Uma análise dos dados da Administração de Segurança e Saúde Ocupacional dos Estados Unidos pelo The Washington Post descobriu que sete motoristas de entrega morreram devido ao estresse causado pelo calor entre 2017 e 2022. A ocupação ficou em quinto lugar entre as mortes relacionadas ao calor no local de trabalho, atrás da construção, agricultura, paisagismo e cobertura.

Os especialistas em saúde afirmam que a proteção contra o calor se resume a três aspectos básicos: água, sombra e descanso. Motoristas de entrega que buscam esses recursos podem enfrentar pressão social. Quando Gonzalez, a motorista da UPS, entra em estabelecimentos com ar-condicionado, como farmácias Walgreens, em busca de alívio, ela afirma que os clientes fazem comentários como “É por isso que minha encomenda não está sendo entregue. Você está aqui fazendo compras”. Agora ela prefere ir a um restaurante de fast food Carl’s Jr. onde ela conheceu os funcionários e não será incomodada.

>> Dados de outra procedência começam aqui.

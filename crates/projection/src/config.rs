use serde::{Deserialize, Serialize};

use crate::error::ProjectionError;

/// Absolute tolerance when checking the declared total against the
/// per-project sum. Currency datasets are entered to the cent.
const COST_TOLERANCE: f64 = 0.01;

// ---------------------------------------------------------------------------
// Top-level dataset
// ---------------------------------------------------------------------------

/// A complete projection dataset: the pricing-scenario set, the project
/// constants, and the optional cost-category breakdown. Fixed at startup;
/// the engine never mutates it.
#[derive(Debug, Clone, Deserialize)]
pub struct ProjectionConfig {
    pub name: String,
    /// Number of projected months.
    #[serde(default = "default_horizon")]
    pub horizon_months: u32,
    /// Must equal the sum of per-project operational costs.
    pub total_operational_cost: f64,
    pub projects: Vec<ProjectPhase>,
    pub scenarios: Vec<PricingScenario>,
    #[serde(default)]
    pub cost_breakdown: Vec<CostCategory>,
}

fn default_horizon() -> u32 {
    12
}

// ---------------------------------------------------------------------------
// Projects
// ---------------------------------------------------------------------------

/// One extraction phase with its own operational cost and duration window.
#[derive(Debug, Clone, PartialEq, Serialize, Deserialize)]
pub struct ProjectPhase {
    pub name: String,
    pub operational_cost: f64,
    /// Active months, starting at month 1.
    pub duration_months: u32,
}

// ---------------------------------------------------------------------------
// Scenarios
// ---------------------------------------------------------------------------

/// One supplier's pricing assumptions: unit price, total realizable revenue,
/// and the extractable volume under that offtake agreement.
#[derive(Debug, Clone, PartialEq, Serialize, Deserialize)]
pub struct PricingScenario {
    pub name: String,
    pub price_per_unit: f64,
    pub total_revenue: f64,
    /// Extractable volume in m³. An external input, not derived.
    pub annual_extraction: f64,
    /// Permit-renewal cycles. Carried for display, unused by the arithmetic.
    pub extraction_cycles: u32,
}

// ---------------------------------------------------------------------------
// Cost breakdown
// ---------------------------------------------------------------------------

/// One cost category of the operational budget, in R millions.
#[derive(Debug, Clone, PartialEq, Serialize, Deserialize)]
pub struct CostCategory {
    pub name: String,
    pub amount_millions: f64,
}

// ---------------------------------------------------------------------------
// Parse + Validate
// ---------------------------------------------------------------------------

impl ProjectionConfig {
    pub fn from_toml(input: &str) -> Result<Self, ProjectionError> {
        let config: ProjectionConfig =
            toml::from_str(input).map_err(|e| ProjectionError::ConfigParse(e.to_string()))?;
        config.validate()?;
        Ok(config)
    }

    /// Fail-fast startup validation. A dataset that passes makes every
    /// engine operation a total function: no per-call error paths remain.
    pub fn validate(&self) -> Result<(), ProjectionError> {
        if self.horizon_months < 1 {
            return Err(ProjectionError::ConfigValidation(
                "horizon_months must be at least 1".into(),
            ));
        }

        if !(self.total_operational_cost > 0.0) {
            return Err(ProjectionError::ConfigValidation(format!(
                "total_operational_cost must be positive, got {}",
                self.total_operational_cost
            )));
        }

        if self.projects.is_empty() {
            return Err(ProjectionError::ConfigValidation(
                "at least 1 project is required".into(),
            ));
        }

        for (i, project) in self.projects.iter().enumerate() {
            if self.projects[..i].iter().any(|p| p.name == project.name) {
                return Err(ProjectionError::DuplicateProject(project.name.clone()));
            }
            if !(project.operational_cost > 0.0) {
                return Err(ProjectionError::ConfigValidation(format!(
                    "project '{}': operational_cost must be positive, got {}",
                    project.name, project.operational_cost
                )));
            }
            if project.duration_months < 1 || project.duration_months > self.horizon_months {
                return Err(ProjectionError::BadDuration {
                    project: project.name.clone(),
                    months: project.duration_months,
                    horizon: self.horizon_months,
                });
            }
        }

        let sum: f64 = self.projects.iter().map(|p| p.operational_cost).sum();
        if (sum - self.total_operational_cost).abs() > COST_TOLERANCE {
            return Err(ProjectionError::CostMismatch {
                declared: self.total_operational_cost,
                sum,
            });
        }

        if self.scenarios.is_empty() {
            return Err(ProjectionError::ConfigValidation(
                "at least 1 scenario is required".into(),
            ));
        }

        for (i, scenario) in self.scenarios.iter().enumerate() {
            if self.scenarios[..i].iter().any(|s| s.name == scenario.name) {
                return Err(ProjectionError::DuplicateScenario(scenario.name.clone()));
            }
            if !(scenario.price_per_unit > 0.0) {
                return Err(ProjectionError::ConfigValidation(format!(
                    "scenario '{}': price_per_unit must be positive, got {}",
                    scenario.name, scenario.price_per_unit
                )));
            }
            if !(scenario.annual_extraction > 0.0) {
                return Err(ProjectionError::ConfigValidation(format!(
                    "scenario '{}': annual_extraction must be positive, got {}",
                    scenario.name, scenario.annual_extraction
                )));
            }
            // Zero revenue is allowed: it signals the undefined-margin case,
            // which the engine reports explicitly instead of dividing by it.
            if scenario.total_revenue < 0.0 {
                return Err(ProjectionError::ConfigValidation(format!(
                    "scenario '{}': total_revenue must not be negative, got {}",
                    scenario.name, scenario.total_revenue
                )));
            }
        }

        for category in &self.cost_breakdown {
            if category.amount_millions < 0.0 {
                return Err(ProjectionError::ConfigValidation(format!(
                    "cost category '{}': amount_millions must not be negative, got {}",
                    category.name, category.amount_millions
                )));
            }
        }

        Ok(())
    }

    /// Look up a scenario by name.
    pub fn scenario(&self, name: &str) -> Option<&PricingScenario> {
        self.scenarios.iter().find(|s| s.name == name)
    }

    /// The built-in Selemo dataset: four supplier pricing scenarios against
    /// the Terraform 1 / Terraform 2 extraction phases.
    ///
    /// The source memorandum quotes a headline total of R140.63M; the
    /// declared total here is the exact per-project sum, which the
    /// validation invariant requires.
    pub fn builtin() -> Self {
        Self {
            name: "Selemo X".into(),
            horizon_months: 12,
            total_operational_cost: 140_632_837.0,
            projects: vec![
                ProjectPhase {
                    name: "terraform1".into(),
                    operational_cost: 35_206_181.0,
                    duration_months: 2,
                },
                ProjectPhase {
                    name: "terraform2".into(),
                    operational_cost: 105_426_656.0,
                    duration_months: 5,
                },
            ],
            scenarios: vec![
                PricingScenario {
                    name: "Step Building Supplies".into(),
                    price_per_unit: 732.57,
                    total_revenue: 426_867_037.0,
                    annual_extraction: 583_145.86,
                    extraction_cycles: 2,
                },
                PricingScenario {
                    name: "Inframat".into(),
                    price_per_unit: 650.0,
                    total_revenue: 379_044_809.0,
                    annual_extraction: 583_145.86,
                    extraction_cycles: 2,
                },
                PricingScenario {
                    name: "Bulkmat".into(),
                    price_per_unit: 598.0,
                    total_revenue: 348_305_960.0,
                    annual_extraction: 583_145.86,
                    extraction_cycles: 2,
                },
                PricingScenario {
                    name: "Platinum Aggregates".into(),
                    price_per_unit: 90.0,
                    total_revenue: 91_845_563.0,
                    annual_extraction: 583_145.86,
                    extraction_cycles: 2,
                },
            ],
            cost_breakdown: vec![
                CostCategory { name: "Site Preparation".into(), amount_millions: 0.1 },
                CostCategory { name: "Labour".into(), amount_millions: 2.88 },
                CostCategory { name: "Equipment & Maintenance".into(), amount_millions: 7.8 },
                CostCategory { name: "Transportation".into(), amount_millions: 1.2 },
                CostCategory { name: "Environmental".into(), amount_millions: 0.18 },
                CostCategory { name: "Permits".into(), amount_millions: 0.002 },
                CostCategory { name: "Contingency".into(), amount_millions: 1.02 },
            ],
        }
    }
}

// ---------------------------------------------------------------------------
// Tests
// ---------------------------------------------------------------------------

#[cfg(test)]
mod tests {
    use super::*;

    const VALID: &str = r#"
name = "Test Dataset"
total_operational_cost = 1000.0

[[projects]]
name = "phase1"
operational_cost = 400.0
duration_months = 2

[[projects]]
name = "phase2"
operational_cost = 600.0
duration_months = 5

[[scenarios]]
name = "Buyer A"
price_per_unit = 50.0
total_revenue = 5000.0
annual_extraction = 100.0
extraction_cycles = 2
"#;

    #[test]
    fn parse_valid_dataset() {
        let config = ProjectionConfig::from_toml(VALID).unwrap();
        assert_eq!(config.name, "Test Dataset");
        assert_eq!(config.horizon_months, 12, "horizon defaults to 12");
        assert_eq!(config.projects.len(), 2);
        assert_eq!(config.scenarios.len(), 1);
        assert!(config.cost_breakdown.is_empty());
        assert_eq!(config.scenario("Buyer A").unwrap().price_per_unit, 50.0);
        assert!(config.scenario("Buyer Z").is_none());
    }

    #[test]
    fn parse_explicit_horizon_and_breakdown() {
        let input = format!(
            r#"horizon_months = 6
{VALID}
[[cost_breakdown]]
name = "Labour"
amount_millions = 2.88
"#
        );
        let config = ProjectionConfig::from_toml(&input).unwrap();
        assert_eq!(config.horizon_months, 6);
        assert_eq!(config.cost_breakdown.len(), 1);
        assert_eq!(config.cost_breakdown[0].name, "Labour");
    }

    #[test]
    fn builtin_dataset_is_valid() {
        let config = ProjectionConfig::builtin();
        config.validate().unwrap();
        assert_eq!(config.scenarios.len(), 4);
        assert_eq!(config.projects.len(), 2);
        assert_eq!(config.horizon_months, 12);
    }

    #[test]
    fn builtin_total_matches_project_sum() {
        let config = ProjectionConfig::builtin();
        let sum: f64 = config.projects.iter().map(|p| p.operational_cost).sum();
        assert_eq!(config.total_operational_cost, sum);
    }

    #[test]
    fn reject_cost_mismatch() {
        let input = VALID.replace("total_operational_cost = 1000.0", "total_operational_cost = 999.0");
        let err = ProjectionConfig::from_toml(&input).unwrap_err();
        assert!(matches!(err, ProjectionError::CostMismatch { .. }), "got {err}");
    }

    #[test]
    fn accept_cost_within_tolerance() {
        let input = VALID.replace("total_operational_cost = 1000.0", "total_operational_cost = 1000.005");
        ProjectionConfig::from_toml(&input).unwrap();
    }

    #[test]
    fn reject_zero_total_cost() {
        let input = r#"
name = "Bad"
total_operational_cost = 0.0
projects = []
scenarios = []
"#;
        let err = ProjectionConfig::from_toml(input).unwrap_err();
        assert!(err.to_string().contains("total_operational_cost"));
    }

    #[test]
    fn reject_zero_duration() {
        let input = VALID.replace("duration_months = 2", "duration_months = 0");
        let err = ProjectionConfig::from_toml(&input).unwrap_err();
        assert!(matches!(err, ProjectionError::BadDuration { months: 0, .. }), "got {err}");
    }

    #[test]
    fn reject_duration_beyond_horizon() {
        let input = VALID.replace("duration_months = 5", "duration_months = 13");
        let err = ProjectionConfig::from_toml(&input).unwrap_err();
        assert!(
            matches!(err, ProjectionError::BadDuration { months: 13, horizon: 12, .. }),
            "got {err}"
        );
    }

    #[test]
    fn reject_duplicate_project() {
        let input = VALID.replace(r#"name = "phase2""#, r#"name = "phase1""#);
        let err = ProjectionConfig::from_toml(&input).unwrap_err();
        assert!(matches!(err, ProjectionError::DuplicateProject(ref n) if n == "phase1"));
    }

    #[test]
    fn reject_duplicate_scenario() {
        let input = format!(
            r#"{VALID}
[[scenarios]]
name = "Buyer A"
price_per_unit = 60.0
total_revenue = 6000.0
annual_extraction = 100.0
extraction_cycles = 2
"#
        );
        let err = ProjectionConfig::from_toml(&input).unwrap_err();
        assert!(matches!(err, ProjectionError::DuplicateScenario(ref n) if n == "Buyer A"));
    }

    #[test]
    fn reject_negative_revenue() {
        let input = VALID.replace("total_revenue = 5000.0", "total_revenue = -1.0");
        let err = ProjectionConfig::from_toml(&input).unwrap_err();
        assert!(err.to_string().contains("total_revenue"));
    }

    #[test]
    fn accept_zero_revenue() {
        // Zero revenue is the degenerate-margin case, not a config error.
        let input = VALID.replace("total_revenue = 5000.0", "total_revenue = 0.0");
        ProjectionConfig::from_toml(&input).unwrap();
    }

    #[test]
    fn reject_negative_cost_category() {
        let input = format!(
            r#"{VALID}
[[cost_breakdown]]
name = "Labour"
amount_millions = -0.5
"#
        );
        let err = ProjectionConfig::from_toml(&input).unwrap_err();
        assert!(err.to_string().contains("Labour"));
    }

    #[test]
    fn reject_empty_scenarios() {
        let input = r#"
name = "Bad"
total_operational_cost = 400.0
scenarios = []

[[projects]]
name = "phase1"
operational_cost = 400.0
duration_months = 2
"#;
        let err = ProjectionConfig::from_toml(input).unwrap_err();
        assert!(err.to_string().contains("scenario"));
    }

    #[test]
    fn reject_malformed_toml() {
        let err = ProjectionConfig::from_toml("name = [unclosed").unwrap_err();
        assert!(matches!(err, ProjectionError::ConfigParse(_)));
    }
}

“As proteções de que os trabalhadores precisam não são ciência de foguete”, diz Juanita Constible, defensora do clima e da saúde no Natural Resources Defense Council, que mantém um mapa das escassas normas de saúde ocupacional nos estados dos EUA. “Estamos cortando a grama em casa e ficamos muito quentes, então fazemos uma pausa e bebemos um copo de água. Mas muitos trabalhadores simplesmente não têm essa possibilidade.” Ela afirma que os Estados Unidos precisam de mais proteções legais para os trabalhadores que trabalham sob calor intenso.

Uma série de hospitalizações relacionadas ao calor entre motoristas da UPS no verão passado ajudou a impulsionar um projeto de lei no estado de Nova York para proteger os trabalhadores do calor extremo, diz Charlene Obernauer, diretora executiva da organização sem fins lucrativos New York Committee for Occupational Safety and Health. O Programa de Mitigação de Temperaturas Extremas, ou TEMP Act, é baseado em padrões da Califórnia e Washington e exigiria que os empregadores oferecessem treinamento e proteção, como água, sombra e pausas extras em dias em que as temperaturas excedessem determinados limites.

Se aprovada pelos legisladores estaduais, a lei seria a primeira do país a proteger os trabalhadores não apenas do calor extremo, mas também do frio extremo. “Também é preciso considerar como os invernos estão se tornando mais extremos, especialmente no norte de Nova York”, diz Obernauer. Ela espera que seja aprovada antes que o pêndulo oscile na direção oposta.